In the case of Damien Echols, at least, the Arkansas judiciary is facing its last opportunity to do something right. If history is any guide, we should expect that it will fail.
Judge David Burnett above stayed true to form, and now the Arkansas Supreme Court will be asked to consider whether, when considered with the other evidence brought against Echols, new DNA findings would likely be compelling enough to result in an acquittal if he were granted a new trial.
First, one has to ask: What other evidence? What evidence was ever presented against Echols that even connected him to the murders, let alone warranted a sentence of death?
The new DNA findings are more nothing, more absence of evidence linking him to the crime. Yet the state argues that that very absence, rather than eliminate him as a suspect, as it should have in the first place, does not prove his actual innocence.
Lawyers for Echols will do battle, as they must, using the technicalities of the law. But a larger question faces us Arkansans. How flimsy a case are we willing to accept in support of an execution?
The state’s argument for why Echols should be executed reads like an academic debate: all practiced and punctuated, yet as cold-blooded as Pontius Pilate, doing his bureaucratic best. It takes a smooth operator, and maybe one with with ice in his veins, to apply the principles of law to the case of the WM3 and conclude that the evidence against them was sound. It takes an employee, a cog in the machinery of death, to argue that inconclusive DNA evidence in a case that was spurious at best should do nothing but hurry the date when the state can put Echols to death.

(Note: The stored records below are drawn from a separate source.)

//! Hybrid retrieval query construction
//!
//! One user topic against one park anchor becomes three retrieval branches:
//! a geo-filtered boolean query with lexical `should` boosts, a k-NN search
//! over the text-embedding field, and a k-NN search over the image-embedding
//! field. The image branch deliberately reuses the *text* query vector; the
//! shared CLIP embedding space is what makes that comparison meaningful.
//! The branches are combined by reciprocal rank fusion, either server-side
//! (`retriever.rrf`) or client-side over independent branch searches.

use serde_json::{json, Value};

use crate::catalog::GeoPoint;
use crate::config::SearchConfig;

/// Fields projected into each hit's `_source`
const SOURCE_FIELDS: [&str; 2] = ["image_filename", "generated_description"];

/// A hybrid query bound to one park anchor
#[derive(Debug, Clone)]
pub struct HybridQuery {
    anchor: GeoPoint,
    radius: String,
    topic: String,
    topic_embedding: Vec<f32>,
    knn_k: usize,
    num_candidates: usize,
    result_size: usize,
}

impl HybridQuery {
    /// Build a query for one park.
    ///
    /// `radius` is an Elasticsearch distance string ("100km"); the topic
    /// embedding is computed once per user query and shared across parks.
    pub fn new(
        anchor: GeoPoint,
        radius: &str,
        topic: &str,
        topic_embedding: &[f32],
        config: &SearchConfig,
    ) -> Self {
        Self {
            anchor,
            radius: radius.to_string(),
            topic: topic.to_string(),
            topic_embedding: topic_embedding.to_vec(),
            knn_k: config.knn_k,
            num_candidates: config.num_candidates,
            result_size: config.result_size,
        }
    }

    /// Hard geo constraint shared by all three branches
    fn geo_filter(&self) -> Value {
        json!({
            "geo_distance": {
                "distance": self.radius,
                "geolocation": { "lat": self.anchor.lat, "lon": self.anchor.lon }
            }
        })
    }

    /// The boolean query of the standard branch: the geo filter is mandatory,
    /// the lexical clauses only boost rank. A document inside the radius
    /// matches even when neither text field mentions the topic.
    fn standard_query(&self) -> Value {
        json!({
            "bool": {
                "filter": [ self.geo_filter() ],
                "should": [
                    { "match": { "generated_description": self.topic } },
                    { "match": { "description": self.topic } }
                ]
            }
        })
    }

    /// A knn retriever over the given vector field
    fn knn_branch(&self, field: &str) -> Value {
        json!({
            "filter": self.geo_filter(),
            "field": field,
            "query_vector": self.topic_embedding,
            "k": self.knn_k,
            "num_candidates": self.num_candidates
        })
    }

    /// The single-request form: three retrievers under `retriever.rrf`,
    /// fused by the cluster.
    pub fn to_rrf_request(&self) -> Value {
        json!({
            "_source": SOURCE_FIELDS,
            "retriever": {
                "rrf": {
                    "retrievers": [
                        { "standard": { "query": self.standard_query() } },
                        { "knn": self.knn_branch("text_embedding") },
                        { "knn": self.knn_branch("image_embedding") }
                    ]
                }
            },
            "size": self.result_size
        })
    }

    /// The three branches as standalone search bodies, for clusters without
    /// the RRF retriever. Each branch retrieves its own ranked list; the
    /// caller fuses them locally.
    pub fn branch_requests(&self) -> [Value; 3] {
        [
            json!({
                "_source": SOURCE_FIELDS,
                "query": self.standard_query(),
                "size": self.knn_k
            }),
            json!({
                "_source": SOURCE_FIELDS,
                "knn": self.knn_branch("text_embedding")
            }),
            json!({
                "_source": SOURCE_FIELDS,
                "knn": self.knn_branch("image_embedding")
            }),
        ]
    }

    /// Final result size after fusion
    pub fn result_size(&self) -> usize {
        self.result_size
    }
}

#[cfg(test)]
mod tests {
    use super::*;

    fn test_query() -> HybridQuery {
        let config = SearchConfig::default();
        HybridQuery::new(
            GeoPoint {
                lat: 38.7331,
                lon: -109.5925,
            },
            "100km",
            "hike",
            &[0.1, 0.2, 0.3],
            &config,
        )
    }

    #[test]
    fn test_rrf_request_has_three_retrievers() {
        let body = test_query().to_rrf_request();
        let retrievers = body["retriever"]["rrf"]["retrievers"].as_array().unwrap();
        assert_eq!(retrievers.len(), 3);
        assert!(retrievers[0]["standard"].is_object());
        assert_eq!(retrievers[1]["knn"]["field"], "text_embedding");
        assert_eq!(retrievers[2]["knn"]["field"], "image_embedding");
        assert_eq!(body["size"], 3);
    }

    #[test]
    fn test_source_projection() {
        let body = test_query().to_rrf_request();
        let source: Vec<&str> = body["_source"]
            .as_array()
            .unwrap()
            .iter()
            .map(|v| v.as_str().unwrap())
            .collect();
        assert_eq!(source, vec!["image_filename", "generated_description"]);
    }

    #[test]
    fn test_geo_filter_in_every_branch() {
        let body = test_query().to_rrf_request();
        let retrievers = body["retriever"]["rrf"]["retrievers"].as_array().unwrap();

        let standard_filter =
            &retrievers[0]["standard"]["query"]["bool"]["filter"][0]["geo_distance"];
        assert_eq!(standard_filter["distance"], "100km");
        assert_eq!(standard_filter["geolocation"]["lat"], 38.7331);
        assert_eq!(standard_filter["geolocation"]["lon"], -109.5925);

        for knn in &retrievers[1..] {
            let filter = &knn["knn"]["filter"]["geo_distance"];
            assert_eq!(filter["distance"], "100km");
            assert_eq!(filter["geolocation"]["lat"], 38.7331);
        }
    }

    #[test]
    fn test_lexical_clauses_are_soft() {
        let body = test_query().to_rrf_request();
        let bool_query =
            &body["retriever"]["rrf"]["retrievers"][0]["standard"]["query"]["bool"];
        let should = bool_query["should"].as_array().unwrap();
        assert_eq!(should.len(), 2);
        assert_eq!(should[0]["match"]["generated_description"], "hike");
        assert_eq!(should[1]["match"]["description"], "hike");
        // No minimum_should_match: the filter alone admits a document
        assert!(bool_query.get("minimum_should_match").is_none());
    }

    #[test]
    fn test_image_branch_reuses_text_vector() {
        let body = test_query().to_rrf_request();
        let retrievers = body["retriever"]["rrf"]["retrievers"].as_array().unwrap();
        let text_vector = &retrievers[1]["knn"]["query_vector"];
        let image_vector = &retrievers[2]["knn"]["query_vector"];
        assert_eq!(text_vector, image_vector);
        assert_eq!(retrievers[1]["knn"]["k"], 10);
        assert_eq!(retrievers[1]["knn"]["num_candidates"], 100);
    }

    #[test]
    fn test_branch_requests_shapes() {
        let [standard, text_knn, image_knn] = test_query().branch_requests();
        assert!(standard["query"]["bool"].is_object());
        assert_eq!(standard["size"], 10);
        assert_eq!(text_knn["knn"]["field"], "text_embedding");
        assert_eq!(image_knn["knn"]["field"], "image_embedding");
        assert_eq!(
            text_knn["knn"]["query_vector"],
            image_knn["knn"]["query_vector"]
        );
    }
}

All this reminds me of what John Fogelman, the deputy prosecuting attorney at the Echols-Baldwin trial, said in his opening statement to the jury: “I want to tell you in advance, there’s going to be some—there’s going to be a lot of testimony from the Arkansas Crime Laboratory. And some of this evidence is going to be what we call, I guess you call it ‘negative evidence.’ It doesn’t really show a connection to anybody. … For instance, there will be proof, like on the bicycles, there aren’t any fingerprints; on some things in the kids’ pockets, no fingerprints. Things like that. And you may wonder why we’re putting on evidence of a negative, but we’ll explain that to you later.”
Neither Fogelman nor Brent Davis, the other prosecutor, ever did explain why most of the evidence they presented against Damien Echols and Jason Baldwin was “negative.” And since that trial, many reasonable people have indeed wondered why prosecutors would bring a case at all, let alone one seeking the death penalty, in which most of the evidence they had to present was what Fogelman himself termed “negative. ”
If negative or inconclusive DNA evidence is not enough to exonerate on appeal, a trial that, by the prosecutor’s own admission, relied heavily on “negative evidence” should not have been enough to convict.
But, for a jury, it was. And so far, that “negative evidence” has been enough for the Arkansas Supreme Court. Now, faced with even more “negative evidence” linking Baldwin, Echols, and Misskelley to the murders, Arkansas prosecutors remain hell bent on making something—an execution—out of nothing.